## What the exercise asks
Print, exactly and completely, the data that appears below.

(Extracted records)
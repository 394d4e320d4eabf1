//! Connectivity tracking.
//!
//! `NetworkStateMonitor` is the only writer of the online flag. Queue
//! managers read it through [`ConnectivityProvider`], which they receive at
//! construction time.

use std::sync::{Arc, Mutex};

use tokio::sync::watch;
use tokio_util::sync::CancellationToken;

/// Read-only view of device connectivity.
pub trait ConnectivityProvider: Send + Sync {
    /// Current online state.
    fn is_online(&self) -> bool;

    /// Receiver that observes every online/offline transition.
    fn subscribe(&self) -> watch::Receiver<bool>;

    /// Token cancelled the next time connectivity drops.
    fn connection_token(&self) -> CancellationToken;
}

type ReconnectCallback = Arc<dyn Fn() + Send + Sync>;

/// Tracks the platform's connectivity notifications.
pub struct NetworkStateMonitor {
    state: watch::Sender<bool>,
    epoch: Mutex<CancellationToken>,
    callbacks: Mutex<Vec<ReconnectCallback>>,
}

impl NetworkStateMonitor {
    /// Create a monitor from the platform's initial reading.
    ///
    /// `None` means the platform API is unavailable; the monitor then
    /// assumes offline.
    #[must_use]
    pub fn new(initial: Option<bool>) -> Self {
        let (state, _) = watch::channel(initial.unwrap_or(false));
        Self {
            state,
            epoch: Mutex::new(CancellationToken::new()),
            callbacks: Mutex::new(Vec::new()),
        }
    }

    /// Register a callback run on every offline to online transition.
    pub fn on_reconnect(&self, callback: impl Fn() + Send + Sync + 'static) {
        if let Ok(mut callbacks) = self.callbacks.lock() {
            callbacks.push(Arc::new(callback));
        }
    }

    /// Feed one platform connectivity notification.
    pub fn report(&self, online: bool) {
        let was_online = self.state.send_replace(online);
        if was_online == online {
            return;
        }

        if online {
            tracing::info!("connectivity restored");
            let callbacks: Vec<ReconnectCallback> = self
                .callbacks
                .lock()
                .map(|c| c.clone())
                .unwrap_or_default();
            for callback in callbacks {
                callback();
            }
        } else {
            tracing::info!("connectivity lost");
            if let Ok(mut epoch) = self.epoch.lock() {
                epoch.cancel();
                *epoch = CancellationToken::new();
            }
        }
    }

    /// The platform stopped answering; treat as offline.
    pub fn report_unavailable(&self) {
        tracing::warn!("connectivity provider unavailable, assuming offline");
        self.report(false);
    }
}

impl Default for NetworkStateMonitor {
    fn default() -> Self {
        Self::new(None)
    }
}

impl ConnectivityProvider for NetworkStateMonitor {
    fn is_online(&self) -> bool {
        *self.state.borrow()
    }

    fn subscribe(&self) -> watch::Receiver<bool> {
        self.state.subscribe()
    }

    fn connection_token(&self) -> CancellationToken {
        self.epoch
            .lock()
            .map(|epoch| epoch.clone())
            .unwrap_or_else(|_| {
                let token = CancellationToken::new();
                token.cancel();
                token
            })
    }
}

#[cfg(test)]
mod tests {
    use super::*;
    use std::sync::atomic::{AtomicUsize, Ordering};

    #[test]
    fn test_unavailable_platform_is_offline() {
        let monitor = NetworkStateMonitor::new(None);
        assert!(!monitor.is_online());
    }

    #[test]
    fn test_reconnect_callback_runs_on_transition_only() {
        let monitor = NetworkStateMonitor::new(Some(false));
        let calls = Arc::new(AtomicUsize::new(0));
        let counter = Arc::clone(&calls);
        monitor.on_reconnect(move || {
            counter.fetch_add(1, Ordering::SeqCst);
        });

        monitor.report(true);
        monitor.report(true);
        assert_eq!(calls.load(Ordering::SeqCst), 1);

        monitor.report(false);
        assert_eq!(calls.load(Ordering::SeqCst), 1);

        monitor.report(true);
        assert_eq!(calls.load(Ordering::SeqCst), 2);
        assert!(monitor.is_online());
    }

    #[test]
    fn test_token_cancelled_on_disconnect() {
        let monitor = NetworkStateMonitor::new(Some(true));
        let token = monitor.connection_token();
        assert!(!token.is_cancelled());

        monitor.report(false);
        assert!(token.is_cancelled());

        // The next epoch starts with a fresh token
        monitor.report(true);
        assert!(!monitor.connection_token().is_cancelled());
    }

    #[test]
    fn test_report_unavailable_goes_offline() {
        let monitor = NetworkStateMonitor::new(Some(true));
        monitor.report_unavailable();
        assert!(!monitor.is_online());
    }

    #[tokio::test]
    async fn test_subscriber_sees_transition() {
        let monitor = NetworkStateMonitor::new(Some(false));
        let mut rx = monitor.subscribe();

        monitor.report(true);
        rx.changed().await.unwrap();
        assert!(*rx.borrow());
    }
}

## Solution for this task
repository 394d4e320d4eabf1
//! Connectivity tracking.
//!
//! `NetworkStateMonitor` is the only writer of the online flag. Queue
//! managers read it through [`ConnectivityProvider`], which they receive at
//! construction time.

use std::sync::{Arc, Mutex};

use tokio::sync::watch;
use tokio_util::sync::CancellationToken;

/// Read-only view of device connectivity.
pub trait ConnectivityProvider: Send + Sync {
    /// Current online state.
    fn is_online(&self) -> bool;

    /// Receiver that observes every online/offline transition.
    fn subscribe(&self) -> watch::Receiver<bool>;

    /// Token cancelled the next time connectivity drops.
    fn connection_token(&self) -> CancellationToken;
}

type ReconnectCallback = Arc<dyn Fn() + Send + Sync>;

/// Tracks the platform's connectivity notifications.
pub struct NetworkStateMonitor {
    state: watch::Sender<bool>,
    epoch: Mutex<CancellationToken>,
    callbacks: Mutex<Vec<ReconnectCallback>>,
}

impl NetworkStateMonitor {
    /// Create a monitor from the platform's initial reading.
    ///
    /// `None` means the platform API is unavailable; the monitor then
    /// assumes offline.
    #[must_use]
    pub fn new(initial: Option<bool>) -> Self {
        let (state, _) = watch::channel(initial.unwrap_or(false));
        Self {
            state,
            epoch: Mutex::new(CancellationToken::new()),
            callbacks: Mutex::new(Vec::new()),
        }
    }

    /// Register a callback run on every offline to online transition.
    pub fn on_reconnect(&self, callback: impl Fn() + Send + Sync + 'static) {
        if let Ok(mut callbacks) = self.callbacks.lock() {
            callbacks.push(Arc::new(callback));
        }
    }

    /// Feed one platform connectivity notification.
    pub fn report(&self, online: bool) {
        let was_online = self.state.send_replace(online);
        if was_online == online {
            return;
        }

        if online {
            tracing::info!("connectivity restored");
            let callbacks: Vec<ReconnectCallback> = self
                .callbacks
                .lock()
                .map(|c| c.clone())
                .unwrap_or_default();
            for callback in callbacks {
                callback();
            }
        } else {
            tracing::info!("connectivity lost");
            if let Ok(mut epoch) = self.epoch.lock() {
                epoch.cancel();
                *epoch = CancellationToken::new();
            }
        }
    }

    /// The platform stopped answering; treat as offline.
    pub fn report_unavailable(&self) {
        tracing::warn!("connectivity provider unavailable, assuming offline");
        self.report(false);
    }
}

impl Default for NetworkStateMonitor {
    fn default() -> Self {
        Self::new(None)
    }
}

impl ConnectivityProvider for NetworkStateMonitor {
    fn is_online(&self) -> bool {
        *self.state.borrow()
    }

    fn subscribe(&self) -> watch::Receiver<bool> {
        self.state.subscribe()
    }

    fn connection_token(&self) -> CancellationToken {
        self.epoch
            .lock()
            .map(|epoch| epoch.clone())
            .unwrap_or_else(|_| {
                let token = CancellationToken::new();
                token.cancel();
                token
            })
    }
}

#[cfg(test)]
mod tests {
    use super::*;
    use std::sync::atomic::{AtomicUsize, Ordering};

    #[test]
    fn test_unavailable_platform_is_offline() {
        let monitor = NetworkStateMonitor::new(None);
        assert!(!monitor.is_online());
    }

    #[test]
    fn test_reconnect_callback_runs_on_transition_only() {
        let monitor = NetworkStateMonitor::new(Some(false));
        let calls = Arc::new(AtomicUsize::new(0));
        let counter = Arc::clone(&calls);
        monitor.on_reconnect(move || {
            counter.fetch_add(1, Ordering::SeqCst);
        });

        monitor.report(true);
        monitor.report(true);
        assert_eq!(calls.load(Ordering::SeqCst), 1);

        monitor.report(false);
        assert_eq!(calls.load(Ordering::SeqCst), 1);

        monitor.report(true);
        assert_eq!(calls.load(Ordering::SeqCst), 2);
        assert!(monitor.is_online());
    }

    #[test]
    fn test_token_cancelled_on_disconnect() {
        let monitor = NetworkStateMonitor::new(Some(true));
        let token = monitor.connection_token();
        assert!(!token.is_cancelled());

        monitor.report(false);
        assert!(token.is_cancelled());

        // The next epoch starts with a fresh token
        monitor.report(true);
        assert!(!monitor.connection_token().is_cancelled());
    }

    #[test]
    fn test_report_unavailable_goes_offline() {
        let monitor = NetworkStateMonitor::new(Some(true));
        monitor.report_unavailable();
        assert!(!monitor.is_online());
    }

    #[tokio::test]
    async fn test_subscriber_sees_transition() {
        let monitor = NetworkStateMonitor::new(Some(false));
        let mut rx = monitor.subscribe();

        monitor.report(true);
        rx.changed().await.unwrap();
        assert!(*rx.borrow());
    }
}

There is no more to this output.